About this task. In the data below, find every line with the word "name" and copy it.

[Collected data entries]
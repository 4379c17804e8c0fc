//! Error types for linclass

use thiserror::Error;

/// Result type alias for linclass operations
pub type Result<T> = std::result::Result<T, Error>;

#[derive(Error, Debug)]
pub enum Error {
    #[error("Dimension mismatch: {0}")]
    DimensionMismatch(String),

    #[error("Model not fitted. Call train() first.")]
    NotFitted,

    #[error("Label {0} was not seen during training")]
    UnknownLabel(String),

    #[error("Unknown normalization method: {0}")]
    UnknownNormalization(String),

    #[error("Invalid parameter: {name} = {value}, {reason}")]
    InvalidParameter {
        name: String,
        value: String,
        reason: String,
    },

    #[error("Shape error: {0}")]
    Shape(#[from] ndarray::ShapeError),
}

impl Error {
    pub(crate) fn invalid_parameter(name: &str, value: impl ToString, reason: &str) -> Self {
        Error::InvalidParameter {
            name: name.to_string(),
            value: value.to_string(),
            reason: reason.to_string(),
        }
    }
}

Result.
    #[error("Invalid parameter: {name} = {value}, {reason}")]
        name: String,
    pub(crate) fn invalid_parameter(name: &str, value: impl ToString, reason: &str) -> Self {
            name: name.to_string(),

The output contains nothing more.